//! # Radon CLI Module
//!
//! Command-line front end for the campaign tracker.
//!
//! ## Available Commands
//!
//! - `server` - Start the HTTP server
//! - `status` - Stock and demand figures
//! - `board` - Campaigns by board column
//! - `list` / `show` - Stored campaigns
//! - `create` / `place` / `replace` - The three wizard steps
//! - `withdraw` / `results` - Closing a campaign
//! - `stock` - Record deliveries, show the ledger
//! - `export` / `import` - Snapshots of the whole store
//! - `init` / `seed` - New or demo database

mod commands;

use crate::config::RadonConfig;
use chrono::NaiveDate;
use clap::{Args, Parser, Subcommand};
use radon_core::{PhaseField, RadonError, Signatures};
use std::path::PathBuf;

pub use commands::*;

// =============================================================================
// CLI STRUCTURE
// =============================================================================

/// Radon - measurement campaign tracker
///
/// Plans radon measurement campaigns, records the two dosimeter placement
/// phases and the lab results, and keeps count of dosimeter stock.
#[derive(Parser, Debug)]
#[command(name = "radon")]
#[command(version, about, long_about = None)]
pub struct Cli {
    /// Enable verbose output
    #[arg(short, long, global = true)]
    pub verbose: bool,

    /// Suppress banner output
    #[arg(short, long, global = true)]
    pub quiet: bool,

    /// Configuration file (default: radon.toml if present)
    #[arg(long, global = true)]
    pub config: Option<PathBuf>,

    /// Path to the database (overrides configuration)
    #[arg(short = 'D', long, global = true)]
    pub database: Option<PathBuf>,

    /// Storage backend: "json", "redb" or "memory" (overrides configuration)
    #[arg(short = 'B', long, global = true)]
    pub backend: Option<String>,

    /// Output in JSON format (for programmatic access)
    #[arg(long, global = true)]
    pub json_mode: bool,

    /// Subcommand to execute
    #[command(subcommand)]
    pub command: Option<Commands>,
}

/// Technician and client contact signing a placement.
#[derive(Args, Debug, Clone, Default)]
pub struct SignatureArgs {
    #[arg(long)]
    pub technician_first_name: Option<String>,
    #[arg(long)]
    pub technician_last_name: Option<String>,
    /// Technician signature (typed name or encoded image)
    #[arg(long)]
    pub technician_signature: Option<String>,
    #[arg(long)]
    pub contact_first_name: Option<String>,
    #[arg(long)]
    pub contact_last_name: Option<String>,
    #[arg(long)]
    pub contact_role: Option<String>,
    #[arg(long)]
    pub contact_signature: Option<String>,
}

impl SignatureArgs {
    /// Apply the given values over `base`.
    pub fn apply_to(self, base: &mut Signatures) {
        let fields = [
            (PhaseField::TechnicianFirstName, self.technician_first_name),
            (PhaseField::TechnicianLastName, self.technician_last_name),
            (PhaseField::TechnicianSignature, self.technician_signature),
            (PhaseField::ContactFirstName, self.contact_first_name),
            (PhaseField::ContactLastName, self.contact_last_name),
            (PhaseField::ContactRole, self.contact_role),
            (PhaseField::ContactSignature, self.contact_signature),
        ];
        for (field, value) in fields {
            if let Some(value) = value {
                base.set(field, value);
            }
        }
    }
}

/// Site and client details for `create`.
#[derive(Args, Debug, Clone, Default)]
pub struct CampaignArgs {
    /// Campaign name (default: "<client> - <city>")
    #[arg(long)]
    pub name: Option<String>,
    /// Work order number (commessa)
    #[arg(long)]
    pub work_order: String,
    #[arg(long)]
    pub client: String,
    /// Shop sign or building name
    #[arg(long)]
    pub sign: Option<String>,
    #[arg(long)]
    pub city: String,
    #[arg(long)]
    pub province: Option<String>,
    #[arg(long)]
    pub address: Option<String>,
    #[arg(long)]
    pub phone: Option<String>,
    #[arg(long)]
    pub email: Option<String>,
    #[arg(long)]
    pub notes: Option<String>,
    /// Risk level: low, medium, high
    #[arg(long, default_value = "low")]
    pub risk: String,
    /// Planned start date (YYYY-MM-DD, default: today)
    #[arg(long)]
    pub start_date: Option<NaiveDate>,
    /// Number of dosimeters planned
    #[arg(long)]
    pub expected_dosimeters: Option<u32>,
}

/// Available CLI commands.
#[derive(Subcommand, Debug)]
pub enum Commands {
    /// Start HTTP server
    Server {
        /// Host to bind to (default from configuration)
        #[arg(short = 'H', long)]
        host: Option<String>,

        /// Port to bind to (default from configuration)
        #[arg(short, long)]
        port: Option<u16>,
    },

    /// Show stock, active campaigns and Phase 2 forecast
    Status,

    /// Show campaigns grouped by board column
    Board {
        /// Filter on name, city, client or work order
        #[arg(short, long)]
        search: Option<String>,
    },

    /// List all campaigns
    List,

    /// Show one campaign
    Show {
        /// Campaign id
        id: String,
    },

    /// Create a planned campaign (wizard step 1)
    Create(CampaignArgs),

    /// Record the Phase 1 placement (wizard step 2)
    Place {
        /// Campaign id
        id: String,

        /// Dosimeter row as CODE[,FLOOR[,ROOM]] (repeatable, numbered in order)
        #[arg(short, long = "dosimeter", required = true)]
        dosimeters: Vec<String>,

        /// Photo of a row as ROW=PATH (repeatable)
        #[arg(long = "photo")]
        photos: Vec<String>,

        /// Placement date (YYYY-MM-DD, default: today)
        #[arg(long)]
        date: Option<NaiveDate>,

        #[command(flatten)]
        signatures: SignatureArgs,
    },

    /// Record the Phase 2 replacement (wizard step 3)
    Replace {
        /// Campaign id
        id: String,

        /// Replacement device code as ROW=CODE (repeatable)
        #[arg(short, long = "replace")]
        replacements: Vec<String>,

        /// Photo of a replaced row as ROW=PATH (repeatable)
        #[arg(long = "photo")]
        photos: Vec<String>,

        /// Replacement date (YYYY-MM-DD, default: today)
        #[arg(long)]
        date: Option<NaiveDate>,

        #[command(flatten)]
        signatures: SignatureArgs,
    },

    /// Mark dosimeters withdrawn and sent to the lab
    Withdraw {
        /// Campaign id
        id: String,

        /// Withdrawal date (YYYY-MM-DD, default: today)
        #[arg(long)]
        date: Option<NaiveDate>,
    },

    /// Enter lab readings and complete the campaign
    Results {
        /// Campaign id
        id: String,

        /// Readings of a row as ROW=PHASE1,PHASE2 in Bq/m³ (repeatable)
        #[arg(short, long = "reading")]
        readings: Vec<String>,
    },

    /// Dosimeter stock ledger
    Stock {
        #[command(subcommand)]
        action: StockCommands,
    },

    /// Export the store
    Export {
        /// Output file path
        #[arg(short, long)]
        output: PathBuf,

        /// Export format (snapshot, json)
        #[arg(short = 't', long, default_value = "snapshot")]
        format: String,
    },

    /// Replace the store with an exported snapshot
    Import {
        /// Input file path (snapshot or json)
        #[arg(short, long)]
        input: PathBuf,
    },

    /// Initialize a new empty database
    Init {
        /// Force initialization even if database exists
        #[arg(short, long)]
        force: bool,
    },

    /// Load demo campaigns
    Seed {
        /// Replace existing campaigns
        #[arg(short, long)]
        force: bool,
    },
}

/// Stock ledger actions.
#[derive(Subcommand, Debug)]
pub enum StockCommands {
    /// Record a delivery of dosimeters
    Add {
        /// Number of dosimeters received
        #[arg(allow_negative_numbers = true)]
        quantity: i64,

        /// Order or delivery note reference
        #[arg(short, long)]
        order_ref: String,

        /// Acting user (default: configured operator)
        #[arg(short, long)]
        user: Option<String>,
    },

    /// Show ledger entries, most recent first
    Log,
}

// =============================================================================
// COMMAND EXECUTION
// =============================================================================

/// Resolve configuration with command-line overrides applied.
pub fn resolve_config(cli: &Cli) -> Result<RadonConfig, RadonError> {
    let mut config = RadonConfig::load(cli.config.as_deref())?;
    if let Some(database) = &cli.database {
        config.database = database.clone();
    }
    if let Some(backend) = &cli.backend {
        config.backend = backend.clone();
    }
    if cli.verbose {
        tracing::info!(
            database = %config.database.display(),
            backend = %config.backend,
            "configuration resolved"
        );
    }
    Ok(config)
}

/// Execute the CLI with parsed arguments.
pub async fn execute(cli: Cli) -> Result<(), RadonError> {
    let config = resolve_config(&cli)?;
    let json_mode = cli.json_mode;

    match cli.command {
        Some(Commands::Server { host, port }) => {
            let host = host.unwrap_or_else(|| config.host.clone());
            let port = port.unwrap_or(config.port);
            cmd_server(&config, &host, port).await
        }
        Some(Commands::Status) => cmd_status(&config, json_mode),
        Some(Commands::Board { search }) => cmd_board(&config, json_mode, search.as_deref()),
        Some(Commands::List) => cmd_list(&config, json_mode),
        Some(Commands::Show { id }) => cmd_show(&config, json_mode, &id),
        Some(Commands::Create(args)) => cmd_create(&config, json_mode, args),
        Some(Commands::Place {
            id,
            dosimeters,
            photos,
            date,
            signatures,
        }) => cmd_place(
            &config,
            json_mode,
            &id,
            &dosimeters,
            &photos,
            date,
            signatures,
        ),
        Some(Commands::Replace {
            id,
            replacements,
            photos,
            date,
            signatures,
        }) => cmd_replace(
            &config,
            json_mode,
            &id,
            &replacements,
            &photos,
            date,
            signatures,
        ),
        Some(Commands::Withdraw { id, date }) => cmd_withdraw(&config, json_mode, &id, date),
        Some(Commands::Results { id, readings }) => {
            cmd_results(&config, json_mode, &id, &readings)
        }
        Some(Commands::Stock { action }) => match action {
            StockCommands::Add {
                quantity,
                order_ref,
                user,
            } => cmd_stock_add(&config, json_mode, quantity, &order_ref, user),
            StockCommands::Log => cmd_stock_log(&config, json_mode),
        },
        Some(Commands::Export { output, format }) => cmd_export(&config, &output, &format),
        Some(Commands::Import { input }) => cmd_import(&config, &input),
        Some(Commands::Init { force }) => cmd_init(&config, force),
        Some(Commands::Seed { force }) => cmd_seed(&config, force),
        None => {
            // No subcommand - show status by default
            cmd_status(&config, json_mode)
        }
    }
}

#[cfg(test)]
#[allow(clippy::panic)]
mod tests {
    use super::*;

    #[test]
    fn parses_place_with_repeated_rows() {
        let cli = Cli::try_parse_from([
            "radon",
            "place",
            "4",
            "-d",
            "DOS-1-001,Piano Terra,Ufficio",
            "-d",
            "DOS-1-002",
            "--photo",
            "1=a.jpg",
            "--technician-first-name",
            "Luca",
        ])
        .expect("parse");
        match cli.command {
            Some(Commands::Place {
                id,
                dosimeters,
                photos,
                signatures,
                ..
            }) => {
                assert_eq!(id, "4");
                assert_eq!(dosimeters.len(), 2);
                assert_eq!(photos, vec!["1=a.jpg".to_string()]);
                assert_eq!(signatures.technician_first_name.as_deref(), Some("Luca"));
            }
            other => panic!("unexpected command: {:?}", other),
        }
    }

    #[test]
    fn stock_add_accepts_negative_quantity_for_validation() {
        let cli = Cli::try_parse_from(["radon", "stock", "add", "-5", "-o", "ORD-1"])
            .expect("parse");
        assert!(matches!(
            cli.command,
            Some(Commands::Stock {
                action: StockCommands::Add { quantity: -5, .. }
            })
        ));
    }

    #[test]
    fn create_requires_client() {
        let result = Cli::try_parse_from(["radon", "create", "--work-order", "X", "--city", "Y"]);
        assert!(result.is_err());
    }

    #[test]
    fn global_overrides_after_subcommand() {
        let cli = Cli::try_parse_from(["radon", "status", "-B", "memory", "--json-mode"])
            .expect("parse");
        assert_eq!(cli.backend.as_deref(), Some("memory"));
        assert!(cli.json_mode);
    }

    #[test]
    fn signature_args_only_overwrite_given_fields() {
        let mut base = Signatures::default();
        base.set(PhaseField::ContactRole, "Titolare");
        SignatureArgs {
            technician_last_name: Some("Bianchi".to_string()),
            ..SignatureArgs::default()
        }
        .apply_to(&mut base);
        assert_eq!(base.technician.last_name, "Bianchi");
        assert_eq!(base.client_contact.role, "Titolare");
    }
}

**YOUR ASSIGNMENT**
Show every line above in which the word "memory" is found.

**SOLUTION TO THIS TASK**
    /// Storage backend: "json", "redb" or "memory" (overrides configuration)
        let cli = Cli::try_parse_from(["radon", "status", "-B", "memory", "--json-mode"])
        assert_eq!(cli.backend.as_deref(), Some("memory"));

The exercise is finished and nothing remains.